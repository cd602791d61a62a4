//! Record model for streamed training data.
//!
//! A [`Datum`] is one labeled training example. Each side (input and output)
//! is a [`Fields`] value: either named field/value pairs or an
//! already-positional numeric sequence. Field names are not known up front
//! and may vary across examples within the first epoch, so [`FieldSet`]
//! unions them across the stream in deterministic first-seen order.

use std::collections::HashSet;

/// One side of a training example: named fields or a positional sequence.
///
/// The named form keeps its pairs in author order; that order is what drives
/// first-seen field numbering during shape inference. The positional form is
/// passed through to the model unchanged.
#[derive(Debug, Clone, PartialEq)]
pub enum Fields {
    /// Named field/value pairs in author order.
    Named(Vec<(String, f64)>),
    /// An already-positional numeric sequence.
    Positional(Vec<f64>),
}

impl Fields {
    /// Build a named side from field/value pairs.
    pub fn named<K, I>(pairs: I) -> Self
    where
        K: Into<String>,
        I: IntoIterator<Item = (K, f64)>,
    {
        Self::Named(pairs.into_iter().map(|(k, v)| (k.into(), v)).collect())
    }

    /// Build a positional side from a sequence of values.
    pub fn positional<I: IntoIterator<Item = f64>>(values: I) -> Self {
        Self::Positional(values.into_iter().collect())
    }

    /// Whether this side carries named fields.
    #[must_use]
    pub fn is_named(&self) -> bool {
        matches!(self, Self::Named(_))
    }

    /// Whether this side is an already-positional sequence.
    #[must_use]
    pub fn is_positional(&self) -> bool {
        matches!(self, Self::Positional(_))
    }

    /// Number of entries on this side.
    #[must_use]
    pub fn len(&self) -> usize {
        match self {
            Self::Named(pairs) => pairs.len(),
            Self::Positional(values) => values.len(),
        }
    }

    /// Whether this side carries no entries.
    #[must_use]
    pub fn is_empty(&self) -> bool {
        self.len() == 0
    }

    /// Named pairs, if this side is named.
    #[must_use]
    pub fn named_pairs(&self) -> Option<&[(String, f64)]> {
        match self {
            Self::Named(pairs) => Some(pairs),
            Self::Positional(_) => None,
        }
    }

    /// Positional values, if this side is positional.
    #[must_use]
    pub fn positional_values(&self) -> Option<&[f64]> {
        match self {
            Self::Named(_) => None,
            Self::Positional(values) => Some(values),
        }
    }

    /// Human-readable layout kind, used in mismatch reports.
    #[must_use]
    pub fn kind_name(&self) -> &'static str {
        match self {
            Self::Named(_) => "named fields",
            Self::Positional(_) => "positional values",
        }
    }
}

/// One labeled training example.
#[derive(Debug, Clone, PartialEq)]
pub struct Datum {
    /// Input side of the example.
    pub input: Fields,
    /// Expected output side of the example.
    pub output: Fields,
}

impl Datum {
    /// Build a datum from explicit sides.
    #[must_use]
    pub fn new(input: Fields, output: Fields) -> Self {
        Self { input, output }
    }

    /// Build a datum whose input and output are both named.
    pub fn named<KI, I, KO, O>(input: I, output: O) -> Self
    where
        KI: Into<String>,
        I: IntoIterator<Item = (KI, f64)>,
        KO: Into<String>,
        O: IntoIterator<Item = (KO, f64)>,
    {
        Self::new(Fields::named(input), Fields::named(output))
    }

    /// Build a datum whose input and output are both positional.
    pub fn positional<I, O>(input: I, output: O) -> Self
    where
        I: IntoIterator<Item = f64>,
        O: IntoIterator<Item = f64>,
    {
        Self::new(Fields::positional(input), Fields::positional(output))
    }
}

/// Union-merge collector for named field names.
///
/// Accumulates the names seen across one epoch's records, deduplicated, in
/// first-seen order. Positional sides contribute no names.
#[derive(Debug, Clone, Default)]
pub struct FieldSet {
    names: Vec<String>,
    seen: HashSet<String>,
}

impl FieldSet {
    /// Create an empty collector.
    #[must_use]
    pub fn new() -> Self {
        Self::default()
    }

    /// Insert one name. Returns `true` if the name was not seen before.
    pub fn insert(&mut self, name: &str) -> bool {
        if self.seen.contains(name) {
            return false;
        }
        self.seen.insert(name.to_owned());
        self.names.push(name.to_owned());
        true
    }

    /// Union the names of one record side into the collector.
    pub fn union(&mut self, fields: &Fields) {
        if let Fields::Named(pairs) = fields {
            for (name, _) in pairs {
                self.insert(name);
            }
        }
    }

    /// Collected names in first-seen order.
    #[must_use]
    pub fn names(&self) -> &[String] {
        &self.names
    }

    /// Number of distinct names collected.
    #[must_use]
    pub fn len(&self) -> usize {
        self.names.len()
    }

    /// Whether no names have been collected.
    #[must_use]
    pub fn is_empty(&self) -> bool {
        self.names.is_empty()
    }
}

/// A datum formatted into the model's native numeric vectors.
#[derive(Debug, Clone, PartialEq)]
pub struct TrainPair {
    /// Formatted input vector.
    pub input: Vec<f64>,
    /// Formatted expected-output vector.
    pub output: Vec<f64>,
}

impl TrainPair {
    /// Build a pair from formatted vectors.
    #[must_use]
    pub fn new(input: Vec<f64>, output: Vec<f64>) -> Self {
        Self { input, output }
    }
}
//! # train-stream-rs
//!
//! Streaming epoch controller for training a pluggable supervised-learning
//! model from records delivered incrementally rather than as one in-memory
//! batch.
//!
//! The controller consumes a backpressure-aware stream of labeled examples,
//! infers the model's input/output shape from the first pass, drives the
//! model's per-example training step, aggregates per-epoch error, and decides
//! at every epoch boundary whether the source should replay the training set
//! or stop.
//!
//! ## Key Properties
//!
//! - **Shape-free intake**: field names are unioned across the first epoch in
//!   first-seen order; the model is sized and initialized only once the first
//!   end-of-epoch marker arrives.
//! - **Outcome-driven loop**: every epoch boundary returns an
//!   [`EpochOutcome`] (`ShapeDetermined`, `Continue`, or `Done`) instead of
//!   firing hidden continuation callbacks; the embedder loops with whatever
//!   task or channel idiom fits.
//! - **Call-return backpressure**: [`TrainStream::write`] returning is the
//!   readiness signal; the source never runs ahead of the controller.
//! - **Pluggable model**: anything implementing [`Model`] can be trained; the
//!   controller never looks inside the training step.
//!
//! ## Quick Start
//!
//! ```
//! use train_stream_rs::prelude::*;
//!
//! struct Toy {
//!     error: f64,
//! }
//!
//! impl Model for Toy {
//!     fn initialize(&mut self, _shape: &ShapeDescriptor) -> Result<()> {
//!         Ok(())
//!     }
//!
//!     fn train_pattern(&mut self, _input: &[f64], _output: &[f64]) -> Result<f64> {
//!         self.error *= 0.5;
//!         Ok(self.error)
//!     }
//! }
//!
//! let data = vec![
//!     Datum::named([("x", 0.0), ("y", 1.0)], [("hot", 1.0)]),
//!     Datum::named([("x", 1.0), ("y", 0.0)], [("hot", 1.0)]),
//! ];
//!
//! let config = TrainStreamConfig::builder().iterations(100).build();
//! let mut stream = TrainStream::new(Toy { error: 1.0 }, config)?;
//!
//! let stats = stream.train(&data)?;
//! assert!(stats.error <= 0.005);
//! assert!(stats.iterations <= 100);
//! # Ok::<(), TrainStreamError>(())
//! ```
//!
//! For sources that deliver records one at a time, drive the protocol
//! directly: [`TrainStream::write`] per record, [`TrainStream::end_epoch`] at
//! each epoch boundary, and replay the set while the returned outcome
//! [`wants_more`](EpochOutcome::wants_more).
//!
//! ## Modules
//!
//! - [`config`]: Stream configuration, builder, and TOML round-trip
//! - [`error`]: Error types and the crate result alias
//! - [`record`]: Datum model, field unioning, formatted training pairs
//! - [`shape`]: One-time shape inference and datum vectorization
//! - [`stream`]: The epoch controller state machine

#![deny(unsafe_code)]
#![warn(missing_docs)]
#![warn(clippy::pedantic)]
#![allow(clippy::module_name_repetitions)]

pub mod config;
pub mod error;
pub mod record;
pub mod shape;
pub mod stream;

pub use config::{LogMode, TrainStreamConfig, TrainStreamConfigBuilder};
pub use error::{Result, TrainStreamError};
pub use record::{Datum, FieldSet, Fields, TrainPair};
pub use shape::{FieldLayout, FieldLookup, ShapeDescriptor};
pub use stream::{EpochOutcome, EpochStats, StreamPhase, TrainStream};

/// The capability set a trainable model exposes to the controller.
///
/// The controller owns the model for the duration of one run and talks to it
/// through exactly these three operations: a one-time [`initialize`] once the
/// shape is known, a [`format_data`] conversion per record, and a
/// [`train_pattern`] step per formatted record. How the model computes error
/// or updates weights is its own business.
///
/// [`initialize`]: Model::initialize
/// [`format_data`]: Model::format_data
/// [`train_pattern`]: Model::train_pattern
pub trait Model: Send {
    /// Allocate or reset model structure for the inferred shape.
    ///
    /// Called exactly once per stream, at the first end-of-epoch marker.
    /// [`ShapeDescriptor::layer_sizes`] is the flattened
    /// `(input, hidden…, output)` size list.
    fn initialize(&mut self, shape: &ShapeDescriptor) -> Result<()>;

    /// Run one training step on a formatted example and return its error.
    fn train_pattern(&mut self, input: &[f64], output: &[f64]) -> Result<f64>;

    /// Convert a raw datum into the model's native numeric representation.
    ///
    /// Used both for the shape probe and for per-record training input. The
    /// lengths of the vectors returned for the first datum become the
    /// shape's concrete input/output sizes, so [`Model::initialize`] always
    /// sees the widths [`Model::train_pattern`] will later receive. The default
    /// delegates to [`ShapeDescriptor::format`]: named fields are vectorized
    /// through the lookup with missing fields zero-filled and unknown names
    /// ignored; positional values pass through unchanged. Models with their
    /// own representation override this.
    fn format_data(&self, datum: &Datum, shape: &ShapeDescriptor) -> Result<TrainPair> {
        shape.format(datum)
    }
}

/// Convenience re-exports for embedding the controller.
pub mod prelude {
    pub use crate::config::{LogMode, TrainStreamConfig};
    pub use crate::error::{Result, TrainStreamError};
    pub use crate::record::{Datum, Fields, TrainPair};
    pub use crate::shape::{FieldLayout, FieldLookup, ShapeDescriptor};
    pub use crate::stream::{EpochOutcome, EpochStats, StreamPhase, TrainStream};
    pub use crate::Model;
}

---------------

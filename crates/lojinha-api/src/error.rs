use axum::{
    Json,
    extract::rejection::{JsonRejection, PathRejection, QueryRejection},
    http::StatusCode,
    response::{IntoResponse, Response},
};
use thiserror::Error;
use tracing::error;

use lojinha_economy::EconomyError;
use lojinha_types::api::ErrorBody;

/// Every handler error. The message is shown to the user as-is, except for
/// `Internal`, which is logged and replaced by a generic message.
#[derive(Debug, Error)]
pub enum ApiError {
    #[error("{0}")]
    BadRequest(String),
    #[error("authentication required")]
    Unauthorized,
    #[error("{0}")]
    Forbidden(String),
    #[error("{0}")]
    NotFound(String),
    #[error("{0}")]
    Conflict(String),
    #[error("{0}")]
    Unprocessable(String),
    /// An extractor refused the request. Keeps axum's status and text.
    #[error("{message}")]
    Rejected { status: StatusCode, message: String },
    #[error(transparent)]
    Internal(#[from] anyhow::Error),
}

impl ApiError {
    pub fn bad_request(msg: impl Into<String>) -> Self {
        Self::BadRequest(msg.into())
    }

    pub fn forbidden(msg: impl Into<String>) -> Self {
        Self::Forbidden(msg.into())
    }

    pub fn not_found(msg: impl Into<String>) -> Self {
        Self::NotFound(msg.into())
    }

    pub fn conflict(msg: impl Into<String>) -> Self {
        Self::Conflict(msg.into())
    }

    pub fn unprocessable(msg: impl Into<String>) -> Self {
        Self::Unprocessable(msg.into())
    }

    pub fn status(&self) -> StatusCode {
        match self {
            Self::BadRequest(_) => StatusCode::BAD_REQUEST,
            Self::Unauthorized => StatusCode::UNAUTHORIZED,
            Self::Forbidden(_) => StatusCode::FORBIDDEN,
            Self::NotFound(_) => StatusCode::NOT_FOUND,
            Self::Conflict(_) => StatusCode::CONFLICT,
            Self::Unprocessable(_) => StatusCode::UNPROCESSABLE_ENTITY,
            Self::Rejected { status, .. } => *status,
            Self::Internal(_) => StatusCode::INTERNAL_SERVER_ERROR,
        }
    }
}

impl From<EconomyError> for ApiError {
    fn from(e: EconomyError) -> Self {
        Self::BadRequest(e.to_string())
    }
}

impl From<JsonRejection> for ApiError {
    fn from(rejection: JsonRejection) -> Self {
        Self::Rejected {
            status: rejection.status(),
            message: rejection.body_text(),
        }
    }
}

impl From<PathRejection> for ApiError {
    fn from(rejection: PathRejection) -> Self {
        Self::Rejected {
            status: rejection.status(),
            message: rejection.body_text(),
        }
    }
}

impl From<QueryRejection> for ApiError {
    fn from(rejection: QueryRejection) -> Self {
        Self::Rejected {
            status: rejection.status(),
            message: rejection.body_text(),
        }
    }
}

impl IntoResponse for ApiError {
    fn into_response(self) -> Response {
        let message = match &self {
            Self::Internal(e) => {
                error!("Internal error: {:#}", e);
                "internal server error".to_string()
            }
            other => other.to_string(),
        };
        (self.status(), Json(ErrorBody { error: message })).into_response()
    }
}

---------------

*PROMPT:* Above are some records. Copy each of their lines that holds the string "drives".

*OUTPUT BELOW:*
/// The named form keeps its pairs in author order; that order is what drives
//! infers the model's input/output shape from the first pass, drives the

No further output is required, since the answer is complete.